Woodside Petroleum (WPL)
The share price isn’t factoring in much of this energy giant’s growth portfolio. These include small scale, near term projects, such as Senegal and Myanmar, and larger longer term projects, such as Scarborough and Browse. The stock is looking more attractive on a valuation basis. The risk is a significant lift in capital expenditure in the medium to long term.
Coca-Cola Amatil (CCL)
We believe structural issues remain in Australian Beverages and the container deposit scheme adds uncertainty. Indonesia remains an attractive long term growth opportunity, although near term challenges with the non-alcoholic ready-to-drink market exist. Alcohol and coffee is performing well and management is exploring growth opportunities. Valuation support is limited at the current share price, although the dividend yield can be seen as attractive.
Qantas Airways (QAN)
We believe persistent headwinds from a weaker domestic air travel market and challenging international conditions present an opportunity to take a profit. The shares were trading at $5.815 on March 29.
Medibank Private (MPL)
Industry volume growth has turned negative, and there’s considerable political pressure for lower premium rates and lower profits, to the point where the federal opposition has made 2 per cent caps on rate increases a part of its election promises. It’s losing share and it will still take some time to fix these trends.
James Bryce-Lind, Patersons
BUY RECOMMENDATIONS Reliance Worldwide Corporation (RWC)
The company’s SharkBite fittings are revolutionising behind the wall plumbing in commercial and residential markets. RWC offers strong global earnings growth, increasing EBITDA margins and robust distribution channels in Northern America. RWC’s resilience during recent market volatility has kept its rising trend intact. Domain Holdings Australia (DHG)
DHG had been bottoming for the past three months, but recently began to show positive price action. This indicates the stock overhang from the Fairfax Media demerger is as good as gone. As competition in the housing market intensifies, sellers will begin to use more of DHG’s premium offerings and extend the time houses are listed on the site. Both will be good for DHG’s bottom line. HOLD RECOMMENDATIONS Medical Developments International (MVP)

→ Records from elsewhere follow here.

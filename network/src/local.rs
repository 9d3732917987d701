//! A `PeerNetwork` backed by a local directory of peer shares.
//!
//! Every sub-directory of the root is one peer, and every file below it is shared by
//! that peer. Remote paths use `\` separators like most peer-to-peer clients report them.
//! This lets the engine be run end to end without a live network.

use std::path::{Component, Path, PathBuf};
use std::time::{Duration, Instant};

use async_trait::async_trait;
use log::debug;
use seek_core::Transfer;
use seek_core::fuzzy::full_process;
use tokio::io::AsyncReadExt;
use tokio_util::sync::CancellationToken;
use walkdir::WalkDir;

use super::{
    Credentials, Destination, PeerNetwork, ProgressFn, SearchResponse, SharedFile,
    TransferProgress, TransferRequest,
};

const DEFAULT_CHUNK_SIZE: usize = 64 * 1024;

/// Serves files from `root/<peer>/...`.
#[derive(Debug, Clone)]
pub struct LocalShareNetwork {
    root: PathBuf,
    chunk_size: usize,
    chunk_delay: Option<Duration>,
    upload_speed: u32,
}

impl LocalShareNetwork {
    /// Creates a network serving the peer shares below `root`.
    pub fn new(root: impl Into<PathBuf>) -> Self {
        Self {
            root: root.into(),
            chunk_size: DEFAULT_CHUNK_SIZE,
            chunk_delay: None,
            upload_speed: 1_000_000,
        }
    }

    /// Sleeps `delay` after every chunk, to make transfers observable.
    pub fn with_chunk_delay(mut self, delay: Duration) -> Self {
        self.chunk_delay = Some(delay);
        self
    }

    /// Uses chunks of `size` bytes. Zero is treated as one.
    pub fn with_chunk_size(mut self, size: usize) -> Self {
        self.chunk_size = size.max(1);
        self
    }

    /// Maps a peer and remote path onto the local file, refusing paths that escape the share.
    fn resolve(&self, peer: &str, remote_path: &str) -> Option<PathBuf> {
        if !is_plain_component(peer) {
            return None;
        }
        let mut path = self.root.join(peer);
        for part in remote_path.split(['\\', '/']).filter(|p| !p.is_empty()) {
            if !is_plain_component(part) {
                return None;
            }
            path.push(part);
        }
        Some(path)
    }

    fn scan(root: &Path, words: &[String], upload_speed: u32) -> Vec<SearchResponse> {
        let mut responses = Vec::new();
        let peers = match std::fs::read_dir(root) {
            Ok(entries) => entries,
            Err(_) => return responses,
        };

        let mut peer_dirs: Vec<PathBuf> = peers
            .filter_map(|entry| entry.ok())
            .map(|entry| entry.path())
            .filter(|path| path.is_dir())
            .collect();
        peer_dirs.sort();

        for peer_dir in peer_dirs {
            let peer = match peer_dir.file_name().and_then(|n| n.to_str()) {
                Some(name) => name.to_string(),
                None => continue,
            };

            let mut files = Vec::new();
            for entry in WalkDir::new(&peer_dir)
                .sort_by_file_name()
                .into_iter()
                .filter_map(|e| e.ok())
                .filter(|e| e.file_type().is_file())
            {
                let relative = match entry.path().strip_prefix(&peer_dir) {
                    Ok(rel) => rel,
                    Err(_) => continue,
                };
                let remote_path = relative
                    .components()
                    .map(|c| c.as_os_str().to_string_lossy().to_string())
                    .collect::<Vec<_>>()
                    .join("\\");
                let haystack = full_process(&remote_path);
                if !words.iter().all(|word| haystack.contains(word.as_str())) {
                    continue;
                }
                let size = entry.metadata().map(|m| m.len()).unwrap_or(0);
                files.push(SharedFile {
                    path: remote_path,
                    size,
                });
            }

            if !files.is_empty() {
                responses.push(SearchResponse {
                    peer,
                    has_free_upload_slot: true,
                    upload_speed,
                    files,
                });
            }
        }
        responses
    }
}

fn is_plain_component(part: &str) -> bool {
    let mut components = Path::new(part).components();
    matches!(
        (components.next(), components.next()),
        (Some(Component::Normal(_)), None)
    )
}

#[async_trait]
impl PeerNetwork for LocalShareNetwork {
    async fn connect(&self, _credentials: &Credentials) -> Result<(), String> {
        match tokio::fs::metadata(&self.root).await {
            Ok(meta) if meta.is_dir() => Ok(()),
            Ok(_) => Err(format!("Share root {} is not a directory", self.root.display())),
            Err(e) => Err(format!("Share root {} unavailable: {}", self.root.display(), e)),
        }
    }

    async fn search(&self, query: &str) -> Result<Vec<SearchResponse>, String> {
        let words: Vec<String> = full_process(query)
            .split(' ')
            .filter(|w| !w.is_empty())
            .map(str::to_string)
            .collect();
        if words.is_empty() {
            return Ok(Vec::new());
        }

        let root = self.root.clone();
        let upload_speed = self.upload_speed;
        let responses =
            tokio::task::spawn_blocking(move || Self::scan(&root, &words, upload_speed))
                .await
                .map_err(|e| format!("Search task failed: {}", e))?;
        debug!("Search '{}' returned {} peer responses", query, responses.len());
        Ok(responses)
    }

    async fn download(
        &self,
        request: &TransferRequest,
        destination: &mut Destination,
        cancel: CancellationToken,
        progress: ProgressFn,
    ) -> Result<Transfer, String> {
        let path = self
            .resolve(&request.peer, &request.remote_path)
            .ok_or_else(|| format!("Invalid remote path: {}", request.remote_path))?;
        let mut file = tokio::fs::File::open(&path)
            .await
            .map_err(|e| format!("File not shared: {}", e))?;

        let started = Instant::now();
        let mut buf = vec![0u8; self.chunk_size];
        let mut transferred: u64 = 0;

        loop {
            if cancel.is_cancelled() {
                return Err("Transfer cancelled".to_string());
            }
            let n = file
                .read(&mut buf)
                .await
                .map_err(|e| format!("Read error: {}", e))?;
            if n == 0 {
                break;
            }
            destination
                .write_chunk(&buf[..n])
                .await
                .map_err(|e| format!("Write error: {}", e))?;
            transferred += n as u64;

            let elapsed = started.elapsed().as_secs_f64().max(f64::EPSILON);
            progress(TransferProgress {
                bytes_transferred: transferred,
                size: request.size,
                average_speed: transferred as f64 / elapsed,
            });

            if let Some(delay) = self.chunk_delay {
                tokio::select! {
                    _ = tokio::time::sleep(delay) => {}
                    _ = cancel.cancelled() => return Err("Transfer cancelled".to_string()),
                }
            }
        }

        destination
            .flush()
            .await
            .map_err(|e| format!("Flush error: {}", e))?;

        Ok(Transfer {
            peer: request.peer.clone(),
            size: request.size,
            remote_path: request.remote_path.clone(),
        })
    }
}

#[cfg(test)]
mod tests {
    use super::*;
    use std::sync::Arc;
    use std::sync::atomic::{AtomicUsize, Ordering};
    use tempfile::tempdir;

    fn share(root: &Path, peer: &str, rel: &str, content: &[u8]) {
        let path = root.join(peer).join(rel);
        std::fs::create_dir_all(path.parent().unwrap()).unwrap();
        std::fs::write(path, content).unwrap();
    }

    #[tokio::test]
    async fn test_connect() {
        let dir = tempdir().unwrap();
        let network = LocalShareNetwork::new(dir.path());
        assert!(network.connect(&Credentials::default()).await.is_ok());

        let missing = LocalShareNetwork::new(dir.path().join("nope"));
        assert!(missing.connect(&Credentials::default()).await.is_err());
    }

    #[tokio::test]
    async fn test_search_matches_all_words() {
        let dir = tempdir().unwrap();
        share(dir.path(), "alice", "Artist X/Album Y/01 - Track 1.flac", b"1234");
        share(dir.path(), "alice", "Artist Z/Other/01 - Song.flac", b"12");
        share(dir.path(), "bob", "music/Artist X - Album Y/02 - Track 2.mp3", b"123456");

        let network = LocalShareNetwork::new(dir.path());
        let responses = network.search("Artist X - Album Y").await.unwrap();
        assert_eq!(responses.len(), 2);
        assert_eq!(responses[0].peer, "alice");
        assert_eq!(responses[0].files.len(), 1);
        assert_eq!(responses[0].files[0].path, "Artist X\\Album Y\\01 - Track 1.flac");
        assert_eq!(responses[0].files[0].size, 4);
        assert_eq!(responses[1].peer, "bob");
    }

    #[tokio::test]
    async fn test_download_reports_progress() {
        let dir = tempdir().unwrap();
        share(dir.path(), "alice", "Album/song.mp3", &[7u8; 10]);

        let network = LocalShareNetwork::new(dir.path()).with_chunk_size(4);
        let calls = Arc::new(AtomicUsize::new(0));
        let calls_clone = calls.clone();
        let progress: ProgressFn = Arc::new(move |_p| {
            calls_clone.fetch_add(1, Ordering::SeqCst);
        });

        let request = TransferRequest {
            peer: "alice".to_string(),
            remote_path: "Album\\song.mp3".to_string(),
            size: 10,
        };
        let mut dest = Destination::memory(10);
        let transfer = network
            .download(&request, &mut dest, CancellationToken::new(), progress)
            .await
            .unwrap();

        assert_eq!(transfer.size, 10);
        assert_eq!(calls.load(Ordering::SeqCst), 3);
        assert_eq!(dest.into_bytes().unwrap().len(), 10);
    }

    #[tokio::test]
    async fn test_download_cancelled() {
        let dir = tempdir().unwrap();
        share(dir.path(), "alice", "Album/song.mp3", &[7u8; 10]);

        let network = LocalShareNetwork::new(dir.path());
        let cancel = CancellationToken::new();
        cancel.cancel();
        let request = TransferRequest {
            peer: "alice".to_string(),
            remote_path: "Album\\song.mp3".to_string(),
            size: 10,
        };
        let mut dest = Destination::memory(10);
        let result = network
            .download(&request, &mut dest, cancel, Arc::new(|_: TransferProgress| {}))
            .await;
        assert!(result.is_err());
    }

    #[tokio::test]
    async fn test_download_rejects_escaping_path() {
        let dir = tempdir().unwrap();
        let network = LocalShareNetwork::new(dir.path());
        let request = TransferRequest {
            peer: "alice".to_string(),
            remote_path: "..\\..\\etc\\passwd".to_string(),
            size: 10,
        };
        let mut dest = Destination::memory(10);
        let result = network
            .download(&request, &mut dest, CancellationToken::new(), Arc::new(|_: TransferProgress| {}))
            .await;
        assert!(result.unwrap_err().contains("Invalid remote path"));
    }
}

This healthcare stock has run hard since early December and is perhaps getting ahead of itself. I’m confident its pain relief product Penthrox will receive US Food and Drug Administration approval, which should trigger the next leg higher. But for now the stock seems extended. CSL (CSL)
This blood products company has enjoyed a strong run in the past six months to close at $155.46 on March 29. The stock seems over bought in the short term. But our long term view is positive.
SELL RECOMMENDATIONS Afterpay Touch Group (APT)
We believe this technology driven payments company is overvalued at these levels. I like the theme moving forward, but the stock needs time to cool given its market cap has soared in the past 12 months. The stock broke its rising trend line after a few large volume distribution days in February. AMP (AMP)
We’re concerned about the company’s debt. Yet it still paid between 70 per cent and 90 per cent of underlying profit as dividends in fiscal year 2017. The share price is again trending down. The shares were priced at $5.47 on March 8. The shares closed at $4.99 on March 29. The chief executive is retiring at the end of the year, adding to uncertainty.
Please note that TheBull.com.au simply publishes broker recommendations on this page. The publication of these recommendations does not in any way constitute a recommendation on the part of TheBull.com.au. You should seek professional advice before making any investment decisions.